[Stored items]

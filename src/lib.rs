//! mdspace - workspace consistency engine for a markdown workspace.
//!
//! Module layout:
//! - models: path algebra, entry tree index, navigation history, collection
//!   view, selection and directory sets
//! - kernel: workspace state, actions, effects and the dispatching store
//! - services: configuration and the filesystem watcher bridge
//! - replay: offline replay of recorded action sequences

pub mod kernel;
pub mod models;
pub mod replay;
pub mod services;
use std::path::{Path, PathBuf};

use tracing_appender::non_blocking::WorkerGuard;
use tracing_subscriber::layer::SubscriberExt;
use tracing_subscriber::util::SubscriberInitExt;
use tracing_subscriber::EnvFilter;

pub struct LoggingGuard {
    _guard: WorkerGuard,
}

pub fn default_log_dir() -> PathBuf {
    std::env::temp_dir().join("mdspace").join("logs")
}

pub fn init(log_dir: &Path, default_filter: &str) -> Option<LoggingGuard> {
    std::fs::create_dir_all(log_dir).ok()?;

    let file_appender = tracing_appender::rolling::daily(log_dir, "mdspace.log");
    let (non_blocking, guard) = tracing_appender::non_blocking(file_appender);

    let env_filter =
        EnvFilter::try_from_default_env().unwrap_or_else(|_| EnvFilter::new(default_filter));

    let subscriber = tracing_subscriber::registry().with(env_filter).with(
        tracing_subscriber::fmt::layer()
            .with_writer(non_blocking)
            .with_ansi(false)
            .with_target(true)
            .with_file(true)
            .with_line_number(true),
    );

    if subscriber.try_init().is_err() {
        return None;
    }

    std::panic::set_hook(Box::new(|panic_info| {
        tracing::error!(panic = %panic_info, "panic");
    }));

    tracing::info!(log_dir = %log_dir.display(), "tracing initialized");

    Some(LoggingGuard { _guard: guard })
}
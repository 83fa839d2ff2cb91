//! Workspace path algebra.
//!
//! Paths reach the engine as plain strings from the UI and the watcher, with
//! either `\` or `/` separators. Every comparison goes through [`normalize`].
//! Case is never folded and `.`/`..` are never resolved.

use std::borrow::Cow;

pub const SEPARATOR: char = '/';

/// Converts every `\` into `/`. Borrows when there is nothing to convert.
pub fn normalize(path: &str) -> Cow<'_, str> {
    if path.contains('\\') {
        Cow::Owned(path.replace('\\', "/"))
    } else {
        Cow::Borrowed(path)
    }
}

pub fn is_same(a: &str, b: &str) -> bool {
    if a.is_empty() || b.is_empty() {
        return false;
    }
    normalize(a) == normalize(b)
}

/// `candidate` is `ancestor` itself or nested below it.
///
/// The prefix check is separator-qualified, so `/ws/folder2` is not under
/// `/ws/folder`.
pub fn is_equal_or_descendant(candidate: &str, ancestor: &str) -> bool {
    descendant_suffix_len(candidate, ancestor).is_some()
}

/// Rewrites the `old_prefix` part of `path` to `new_prefix`, keeping the
/// descendant suffix byte-for-byte. Unrelated paths are returned borrowed.
pub fn replace_prefix<'a>(path: &'a str, old_prefix: &str, new_prefix: &str) -> Cow<'a, str> {
    match descendant_suffix_len(path, old_prefix) {
        Some(suffix_len) => {
            let suffix = &path[path.len() - suffix_len..];
            Cow::Owned(format!("{new_prefix}{suffix}"))
        }
        None => Cow::Borrowed(path),
    }
}

/// Parent directory of `path` as a slice of the raw input.
pub fn parent(path: &str) -> Option<&str> {
    let trimmed = trim_trailing_separators(path);
    let pos = trimmed.rfind(is_separator)?;
    if pos == 0 {
        // `/ws` lives directly under the POSIX root.
        return (trimmed.len() > 1).then(|| &trimmed[..1]);
    }
    Some(&trimmed[..pos])
}

pub fn file_name(path: &str) -> &str {
    let trimmed = trim_trailing_separators(path);
    match trimmed.rfind(is_separator) {
        Some(pos) => &trimmed[pos + 1..],
        None => trimmed,
    }
}

fn is_separator(ch: char) -> bool {
    ch == '/' || ch == '\\'
}

fn trim_trailing_separators(path: &str) -> &str {
    let trimmed = path.trim_end_matches(is_separator);
    if trimmed.is_empty() && !path.is_empty() {
        &path[..1]
    } else {
        trimmed
    }
}

/// Byte length of the part of `candidate` that lies below `ancestor`.
///
/// Normalization maps one ASCII byte onto another, so the returned length is
/// valid as an offset into the raw `candidate` as well.
fn descendant_suffix_len(candidate: &str, ancestor: &str) -> Option<usize> {
    if candidate.is_empty() || ancestor.is_empty() {
        return None;
    }

    let candidate = normalize(candidate);
    let ancestor = normalize(ancestor);
    let ancestor = trim_trailing_separators(&ancestor);

    let rest = candidate.strip_prefix(ancestor)?;
    if rest.is_empty() || rest.starts_with(SEPARATOR) || ancestor.ends_with(SEPARATOR) {
        Some(rest.len())
    } else {
        None
    }
}

#[cfg(test)]
#[path = "../../tests/unit/models/path.rs"]
mod tests;
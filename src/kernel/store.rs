use super::{Action, WorkspaceState};
use super::effect::Effect;

mod explorer;
mod mutation;
mod navigation;

#[derive(Debug)]
pub struct DispatchResult {
    pub effects: Vec<Effect>,
    pub state_changed: bool,
}

impl DispatchResult {
    fn unchanged() -> Self {
        Self {
            effects: Vec::new(),
            state_changed: false,
        }
    }

    fn changed(state_changed: bool) -> Self {
        Self {
            effects: Vec::new(),
            state_changed,
        }
    }
}

/// Owns the workspace state and serializes every update through `dispatch`.
#[derive(Debug)]
pub struct Store {
    state: WorkspaceState,
}

impl Store {
    pub fn new(state: WorkspaceState) -> Self {
        Self { state }
    }

    pub fn state(&self) -> &WorkspaceState {
        &self.state
    }

    pub fn into_state(self) -> WorkspaceState {
        self.state
    }

    pub fn dispatch(&mut self, action: Action) -> DispatchResult {
        match action {
            Action::Mutation(event) => self.reduce_mutation(event),
            action @ (Action::OpenPath { .. }
            | Action::GoBack
            | Action::GoForward
            | Action::CommitHistoryIndex { .. }
            | Action::OpenCollection { .. }
            | Action::CloseCollection
            | Action::ToggleCollection) => self.reduce_navigation_action(action),
            action @ (Action::ReplaceTree { .. }
            | Action::SelectEntry { .. }
            | Action::ToggleEntrySelection { .. }
            | Action::ExtendEntrySelection { .. }
            | Action::ClearSelection
            | Action::SetExpanded { .. }
            | Action::SetPinned { .. }) => self.reduce_explorer_action(action),
        }
    }
}

#[cfg(test)]
#[path = "../../tests/unit/kernel/store.rs"]
mod tests;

Work to be completed:
Without omission, return all of the records exactly as given.

Answer area:
filename src/lib.rs
//! mdspace - workspace consistency engine for a markdown workspace.
//!
//! Module layout:
//! - models: path algebra, entry tree index, navigation history, collection
//!   view, selection and directory sets
//! - kernel: workspace state, actions, effects and the dispatching store
//! - services: configuration and the filesystem watcher bridge
//! - replay: offline replay of recorded action sequences

pub mod kernel;
pub mod models;
pub mod replay;
pub mod services;
use std::path::{Path, PathBuf};

use tracing_appender::non_blocking::WorkerGuard;
use tracing_subscriber::layer::SubscriberExt;
use tracing_subscriber::util::SubscriberInitExt;
use tracing_subscriber::EnvFilter;

pub struct LoggingGuard {
    _guard: WorkerGuard,
}

pub fn default_log_dir() -> PathBuf {
    std::env::temp_dir().join("mdspace").join("logs")
}

pub fn init(log_dir: &Path, default_filter: &str) -> Option<LoggingGuard> {
    std::fs::create_dir_all(log_dir).ok()?;

    let file_appender = tracing_appender::rolling::daily(log_dir, "mdspace.log");
    let (non_blocking, guard) = tracing_appender::non_blocking(file_appender);

    let env_filter =
        EnvFilter::try_from_default_env().unwrap_or_else(|_| EnvFilter::new(default_filter));

    let subscriber = tracing_subscriber::registry().with(env_filter).with(
        tracing_subscriber::fmt::layer()
            .with_writer(non_blocking)
            .with_ansi(false)
            .with_target(true)
            .with_file(true)
            .with_line_number(true),
    );

    if subscriber.try_init().is_err() {
        return None;
    }

    std::panic::set_hook(Box::new(|panic_info| {
        tracing::error!(panic = %panic_info, "panic");
    }));

    tracing::info!(log_dir = %log_dir.display(), "tracing initialized");

    Some(LoggingGuard { _guard: guard })
}
repository 83fa839d2ff2cb91
//! Workspace path algebra.
//!
//! Paths reach the engine as plain strings from the UI and the watcher, with
//! either `\` or `/` separators. Every comparison goes through [`normalize`].
//! Case is never folded and `.`/`..` are never resolved.

use std::borrow::Cow;

pub const SEPARATOR: char = '/';

/// Converts every `\` into `/`. Borrows when there is nothing to convert.
pub fn normalize(path: &str) -> Cow<'_, str> {
    if path.contains('\\') {
        Cow::Owned(path.replace('\\', "/"))
    } else {
        Cow::Borrowed(path)
    }
}

pub fn is_same(a: &str, b: &str) -> bool {
    if a.is_empty() || b.is_empty() {
        return false;
    }
    normalize(a) == normalize(b)
}

/// `candidate` is `ancestor` itself or nested below it.
///
/// The prefix check is separator-qualified, so `/ws/folder2` is not under
/// `/ws/folder`.
pub fn is_equal_or_descendant(candidate: &str, ancestor: &str) -> bool {
    descendant_suffix_len(candidate, ancestor).is_some()
}

/// Rewrites the `old_prefix` part of `path` to `new_prefix`, keeping the
/// descendant suffix byte-for-byte. Unrelated paths are returned borrowed.
pub fn replace_prefix<'a>(path: &'a str, old_prefix: &str, new_prefix: &str) -> Cow<'a, str> {
    match descendant_suffix_len(path, old_prefix) {
        Some(suffix_len) => {
            let suffix = &path[path.len() - suffix_len..];
            Cow::Owned(format!("{new_prefix}{suffix}"))
        }
        None => Cow::Borrowed(path),
    }
}

/// Parent directory of `path` as a slice of the raw input.
pub fn parent(path: &str) -> Option<&str> {
    let trimmed = trim_trailing_separators(path);
    let pos = trimmed.rfind(is_separator)?;
    if pos == 0 {
        // `/ws` lives directly under the POSIX root.
        return (trimmed.len() > 1).then(|| &trimmed[..1]);
    }
    Some(&trimmed[..pos])
}

pub fn file_name(path: &str) -> &str {
    let trimmed = trim_trailing_separators(path);
    match trimmed.rfind(is_separator) {
        Some(pos) => &trimmed[pos + 1..],
        None => trimmed,
    }
}

fn is_separator(ch: char) -> bool {
    ch == '/' || ch == '\\'
}

fn trim_trailing_separators(path: &str) -> &str {
    let trimmed = path.trim_end_matches(is_separator);
    if trimmed.is_empty() && !path.is_empty() {
        &path[..1]
    } else {
        trimmed
    }
}

/// Byte length of the part of `candidate` that lies below `ancestor`.
///
/// Normalization maps one ASCII byte onto another, so the returned length is
/// valid as an offset into the raw `candidate` as well.
fn descendant_suffix_len(candidate: &str, ancestor: &str) -> Option<usize> {
    if candidate.is_empty() || ancestor.is_empty() {
        return None;
    }

    let candidate = normalize(candidate);
    let ancestor = normalize(ancestor);
    let ancestor = trim_trailing_separators(&ancestor);

    let rest = candidate.strip_prefix(ancestor)?;
    if rest.is_empty() || rest.starts_with(SEPARATOR) || ancestor.ends_with(SEPARATOR) {
        Some(rest.len())
    } else {
        None
    }
}

#[cfg(test)]
#[path = "../../tests/unit/models/path.rs"]
mod tests;
filename src/kernel/store.rs
use super::{Action, WorkspaceState};
use super::effect::Effect;

mod explorer;
mod mutation;
mod navigation;

#[derive(Debug)]
pub struct DispatchResult {
    pub effects: Vec<Effect>,
    pub state_changed: bool,
}

impl DispatchResult {
    fn unchanged() -> Self {
        Self {
            effects: Vec::new(),
            state_changed: false,
        }
    }

    fn changed(state_changed: bool) -> Self {
        Self {
            effects: Vec::new(),
            state_changed,
        }
    }
}

/// Owns the workspace state and serializes every update through `dispatch`.
#[derive(Debug)]
pub struct Store {
    state: WorkspaceState,
}

impl Store {
    pub fn new(state: WorkspaceState) -> Self {
        Self { state }
    }

    pub fn state(&self) -> &WorkspaceState {
        &self.state
    }

    pub fn into_state(self) -> WorkspaceState {
        self.state
    }

    pub fn dispatch(&mut self, action: Action) -> DispatchResult {
        match action {
            Action::Mutation(event) => self.reduce_mutation(event),
            action @ (Action::OpenPath { .. }
            | Action::GoBack
            | Action::GoForward
            | Action::CommitHistoryIndex { .. }
            | Action::OpenCollection { .. }
            | Action::CloseCollection
            | Action::ToggleCollection) => self.reduce_navigation_action(action),
            action @ (Action::ReplaceTree { .. }
            | Action::SelectEntry { .. }
            | Action::ToggleEntrySelection { .. }
            | Action::ExtendEntrySelection { .. }
            | Action::ClearSelection
            | Action::SetExpanded { .. }
            | Action::SetPinned { .. }) => self.reduce_explorer_action(action),
        }
    }
}

#[cfg(test)]
#[path = "../../tests/unit/kernel/store.rs"]
mod tests;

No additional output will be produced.